» **Requirement**:
Copy each line containing "PushTrigger" from the listing below.
* * * * *
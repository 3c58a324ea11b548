//! Job registry interfaces and the configuration-backed registry.

use serde::Serialize;
use std::collections::HashSet;
use std::sync::{Arc, PoisonError, RwLock};
use tracing::info;

use crate::build::{BuildQueue, QueueTrigger};
use crate::error::{Result, RouterError};
use crate::filter::{BranchPolicy, DEFAULT_MASTER_BRANCH};
use crate::repository::RepositoryIdentity;
use crate::security::{ElevatedContext, SecurityContext};
use crate::{JobConfig, RouterConfig};

/// A named string build parameter.
#[derive(Debug, Clone, PartialEq, Eq, Serialize)]
pub struct StringParameter {
    pub name: String,
    pub value: String,
}

impl StringParameter {
    pub fn new(name: impl Into<String>, value: impl Into<String>) -> Self {
        Self {
            name: name.into(),
            value: value.into(),
        }
    }
}

/// Schedules a build for a job. Whether the build then succeeds is not the
/// caller's concern; an error only means the request could not be handed over.
pub trait PushTrigger: Send + Sync {
    fn on_post(
        &self,
        elevated: &ElevatedContext<'_>,
        pusher_name: &str,
        parameters: &[StringParameter],
    ) -> Result<()>;
}

/// Read-only projection of a build job.
pub trait BuildJob: Send + Sync {
    fn full_name(&self) -> &str;

    /// The job's push trigger, if one is configured and active.
    fn push_trigger(&self) -> Option<&dyn PushTrigger>;

    fn has_active_push_trigger(&self) -> bool {
        self.push_trigger().is_some()
    }

    fn repository_identities(&self) -> &HashSet<RepositoryIdentity>;

    /// Monorepo subpath; `None` for whole-repository jobs.
    fn repository_path(&self) -> Option<&str>;

    fn branch_policy(&self) -> &BranchPolicy;
}

pub trait JobRegistry: Send + Sync {
    /// Point-in-time snapshot of every job, hidden ones included.
    fn all_jobs(&self, elevated: &ElevatedContext<'_>) -> Vec<Arc<dyn BuildJob>>;

    /// Jobs the given context is allowed to see.
    fn visible_jobs(&self, ctx: &SecurityContext) -> Vec<Arc<dyn BuildJob>>;
}

/// A job declared in the router configuration file.
pub struct ConfiguredJob {
    name: String,
    identities: HashSet<RepositoryIdentity>,
    repository_path: Option<String>,
    branch_policy: BranchPolicy,
    public: bool,
    trigger: Option<QueueTrigger>,
}

impl ConfiguredJob {
    pub fn from_config(config: &JobConfig, queue: &Arc<BuildQueue>) -> Result<Self> {
        let identities = config
            .repositories
            .iter()
            .map(|url| {
                RepositoryIdentity::parse(url).map_err(|_| {
                    RouterError::ConfigError(format!(
                        "Job '{}' has an invalid repository url '{}'",
                        config.name, url
                    ))
                })
            })
            .collect::<Result<HashSet<_>>>()?;

        let master_branch = config
            .master_branch
            .clone()
            .unwrap_or_else(|| DEFAULT_MASTER_BRANCH.to_string());
        let branch_policy = match (config.ignore_master_push, config.only_master_push) {
            (false, false) => BranchPolicy::Any,
            (true, false) => BranchPolicy::IgnoreMaster { master_branch },
            (false, true) => BranchPolicy::OnlyMaster { master_branch },
            (true, true) => {
                return Err(RouterError::ConfigError(format!(
                    "Job '{}' sets both ignore_master_push and only_master_push",
                    config.name
                )));
            }
        };

        let trigger = config
            .push_trigger
            .then(|| QueueTrigger::new(config.name.clone(), Arc::clone(queue)));

        Ok(Self {
            name: config.name.clone(),
            identities,
            repository_path: config.repository_path.clone(),
            branch_policy,
            public: config.public,
            trigger,
        })
    }

    pub fn is_public(&self) -> bool {
        self.public
    }
}

impl BuildJob for ConfiguredJob {
    fn full_name(&self) -> &str {
        &self.name
    }

    fn push_trigger(&self) -> Option<&dyn PushTrigger> {
        self.trigger.as_ref().map(|t| t as &dyn PushTrigger)
    }

    fn repository_identities(&self) -> &HashSet<RepositoryIdentity> {
        &self.identities
    }

    fn repository_path(&self) -> Option<&str> {
        self.repository_path.as_deref()
    }

    fn branch_policy(&self) -> &BranchPolicy {
        &self.branch_policy
    }
}

/// Job summary for the API
#[derive(Debug, Serialize)]
pub struct JobSummary {
    pub name: String,
    pub repositories: Vec<String>,
    pub repository_path: Option<String>,
    pub push_trigger: bool,
    pub branch_policy: BranchPolicy,
}

impl JobSummary {
    pub fn of(job: &dyn BuildJob) -> Self {
        let mut repositories: Vec<String> = job
            .repository_identities()
            .iter()
            .map(RepositoryIdentity::to_url)
            .collect();
        repositories.sort();
        Self {
            name: job.full_name().to_string(),
            repositories,
            repository_path: job.repository_path().map(str::to_string),
            push_trigger: job.has_active_push_trigger(),
            branch_policy: job.branch_policy().clone(),
        }
    }
}

/// Job registry backed by the `[[job]]` tables of the configuration file.
/// Reloading swaps the whole job list; snapshots already handed out keep the
/// jobs they were taken with.
pub struct ConfiguredJobRegistry {
    jobs: RwLock<Vec<Arc<ConfiguredJob>>>,
    queue: Arc<BuildQueue>,
}

impl ConfiguredJobRegistry {
    pub fn from_config(config: &RouterConfig, queue: Arc<BuildQueue>) -> Result<Self> {
        let jobs = Self::build_jobs(config, &queue)?;
        Ok(Self {
            jobs: RwLock::new(jobs),
            queue,
        })
    }

    fn build_jobs(config: &RouterConfig, queue: &Arc<BuildQueue>) -> Result<Vec<Arc<ConfiguredJob>>> {
        let mut seen = HashSet::new();
        config
            .jobs
            .iter()
            .map(|job| {
                if !seen.insert(job.name.as_str()) {
                    return Err(RouterError::ConfigError(format!(
                        "Duplicate job name '{}'",
                        job.name
                    )));
                }
                ConfiguredJob::from_config(job, queue).map(Arc::new)
            })
            .collect()
    }

    /// Replaces every job with the ones declared in `config`. On error the
    /// current jobs stay in place.
    pub fn replace(&self, config: &RouterConfig) -> Result<usize> {
        let jobs = Self::build_jobs(config, &self.queue)?;
        let count = jobs.len();
        *self.jobs.write().unwrap_or_else(PoisonError::into_inner) = jobs;
        info!("Job registry now holds {} job(s)", count);
        Ok(count)
    }

    pub fn len(&self) -> usize {
        self.jobs.read().unwrap_or_else(PoisonError::into_inner).len()
    }

    pub fn is_empty(&self) -> bool {
        self.len() == 0
    }

    fn snapshot(&self) -> Vec<Arc<ConfiguredJob>> {
        self.jobs
            .read()
            .unwrap_or_else(PoisonError::into_inner)
            .clone()
    }
}

impl JobRegistry for ConfiguredJobRegistry {
    fn all_jobs(&self, _elevated: &ElevatedContext<'_>) -> Vec<Arc<dyn BuildJob>> {
        self.snapshot()
            .into_iter()
            .map(|job| job as Arc<dyn BuildJob>)
            .collect()
    }

    fn visible_jobs(&self, ctx: &SecurityContext) -> Vec<Arc<dyn BuildJob>> {
        let elevated = ctx.is_elevated();
        self.snapshot()
            .into_iter()
            .filter(|job| elevated || job.is_public())
            .map(|job| job as Arc<dyn BuildJob>)
            .collect()
    }
}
* * * * *
» **Reply**:
pub trait PushTrigger: Send + Sync {
    fn push_trigger(&self) -> Option<&dyn PushTrigger>;
    fn push_trigger(&self) -> Option<&dyn PushTrigger> {
        self.trigger.as_ref().map(|t| t as &dyn PushTrigger)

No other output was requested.